Problem details -
Which lines in the material below contain the word "tests"? Copy each of them.

START Input

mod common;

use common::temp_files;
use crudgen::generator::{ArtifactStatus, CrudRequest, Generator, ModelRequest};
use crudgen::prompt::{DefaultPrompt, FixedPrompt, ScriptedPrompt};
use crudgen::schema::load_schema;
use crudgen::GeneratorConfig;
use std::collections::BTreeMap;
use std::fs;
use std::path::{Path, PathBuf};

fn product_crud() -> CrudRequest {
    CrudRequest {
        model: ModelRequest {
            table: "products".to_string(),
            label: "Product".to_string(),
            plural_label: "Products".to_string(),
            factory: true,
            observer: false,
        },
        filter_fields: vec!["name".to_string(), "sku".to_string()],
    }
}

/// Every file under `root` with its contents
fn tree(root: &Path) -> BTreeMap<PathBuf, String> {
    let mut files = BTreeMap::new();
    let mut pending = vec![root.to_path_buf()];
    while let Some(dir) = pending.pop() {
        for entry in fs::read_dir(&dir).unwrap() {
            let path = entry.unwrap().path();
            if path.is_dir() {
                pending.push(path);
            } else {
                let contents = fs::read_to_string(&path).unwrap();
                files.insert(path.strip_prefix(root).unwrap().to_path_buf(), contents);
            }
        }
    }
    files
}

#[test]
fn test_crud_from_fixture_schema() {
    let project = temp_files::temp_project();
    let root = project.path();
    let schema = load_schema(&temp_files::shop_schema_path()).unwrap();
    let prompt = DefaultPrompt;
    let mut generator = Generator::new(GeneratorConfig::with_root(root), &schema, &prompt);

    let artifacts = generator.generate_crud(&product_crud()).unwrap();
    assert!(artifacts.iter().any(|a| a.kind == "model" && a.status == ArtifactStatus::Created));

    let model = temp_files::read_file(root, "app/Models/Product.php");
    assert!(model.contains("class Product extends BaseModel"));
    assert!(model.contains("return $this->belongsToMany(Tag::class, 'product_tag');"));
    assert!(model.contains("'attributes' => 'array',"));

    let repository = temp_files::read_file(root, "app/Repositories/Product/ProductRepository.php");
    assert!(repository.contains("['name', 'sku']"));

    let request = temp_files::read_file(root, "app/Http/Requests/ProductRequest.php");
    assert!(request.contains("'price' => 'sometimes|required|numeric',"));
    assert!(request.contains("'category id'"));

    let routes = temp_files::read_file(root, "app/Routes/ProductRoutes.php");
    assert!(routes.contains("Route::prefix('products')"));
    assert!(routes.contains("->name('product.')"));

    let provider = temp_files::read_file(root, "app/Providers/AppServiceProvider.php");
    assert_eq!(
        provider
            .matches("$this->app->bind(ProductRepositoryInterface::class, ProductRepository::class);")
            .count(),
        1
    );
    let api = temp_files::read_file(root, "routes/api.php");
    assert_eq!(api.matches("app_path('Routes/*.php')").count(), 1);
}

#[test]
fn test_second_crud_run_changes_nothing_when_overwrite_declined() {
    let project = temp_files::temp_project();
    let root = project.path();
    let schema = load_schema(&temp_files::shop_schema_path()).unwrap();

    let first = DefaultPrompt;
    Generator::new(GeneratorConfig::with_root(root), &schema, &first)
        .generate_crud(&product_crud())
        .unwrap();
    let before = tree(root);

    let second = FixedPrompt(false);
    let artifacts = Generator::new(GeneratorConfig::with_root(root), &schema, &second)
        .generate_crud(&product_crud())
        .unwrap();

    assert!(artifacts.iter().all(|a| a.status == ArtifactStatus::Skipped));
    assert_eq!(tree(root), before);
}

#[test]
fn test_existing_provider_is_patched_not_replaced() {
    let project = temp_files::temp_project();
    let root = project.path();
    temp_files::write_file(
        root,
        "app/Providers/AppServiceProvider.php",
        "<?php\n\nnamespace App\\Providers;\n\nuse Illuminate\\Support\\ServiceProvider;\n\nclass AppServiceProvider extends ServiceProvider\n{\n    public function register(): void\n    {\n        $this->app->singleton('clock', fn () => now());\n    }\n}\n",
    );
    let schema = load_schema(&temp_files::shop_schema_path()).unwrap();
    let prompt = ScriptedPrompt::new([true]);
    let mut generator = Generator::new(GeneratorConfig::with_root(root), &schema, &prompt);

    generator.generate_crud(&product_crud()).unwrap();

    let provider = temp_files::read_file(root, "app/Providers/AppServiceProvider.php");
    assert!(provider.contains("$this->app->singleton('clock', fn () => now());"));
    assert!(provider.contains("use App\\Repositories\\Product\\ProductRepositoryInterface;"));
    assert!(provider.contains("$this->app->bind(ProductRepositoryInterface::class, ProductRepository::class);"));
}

END Input
START Input

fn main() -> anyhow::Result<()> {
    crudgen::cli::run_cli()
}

END Input
START Input

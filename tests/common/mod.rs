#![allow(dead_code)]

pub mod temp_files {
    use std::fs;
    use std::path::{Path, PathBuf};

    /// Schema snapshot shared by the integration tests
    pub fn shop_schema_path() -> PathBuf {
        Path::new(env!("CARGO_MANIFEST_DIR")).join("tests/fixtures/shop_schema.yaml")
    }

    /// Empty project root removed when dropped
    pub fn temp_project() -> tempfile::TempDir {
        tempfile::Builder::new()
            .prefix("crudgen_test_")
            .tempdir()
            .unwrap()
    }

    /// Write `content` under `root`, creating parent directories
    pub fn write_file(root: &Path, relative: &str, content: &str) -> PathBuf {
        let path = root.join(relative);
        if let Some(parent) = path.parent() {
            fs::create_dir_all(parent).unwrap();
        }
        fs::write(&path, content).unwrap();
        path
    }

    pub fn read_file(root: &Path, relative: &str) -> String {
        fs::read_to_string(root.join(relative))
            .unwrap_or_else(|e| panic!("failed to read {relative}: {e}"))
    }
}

END Input

Exercise answer -
filename tests/common/mod.rs
    /// Schema snapshot shared by the integration tests
        Path::new(env!("CARGO_MANIFEST_DIR")).join("tests/fixtures/shop_schema.yaml")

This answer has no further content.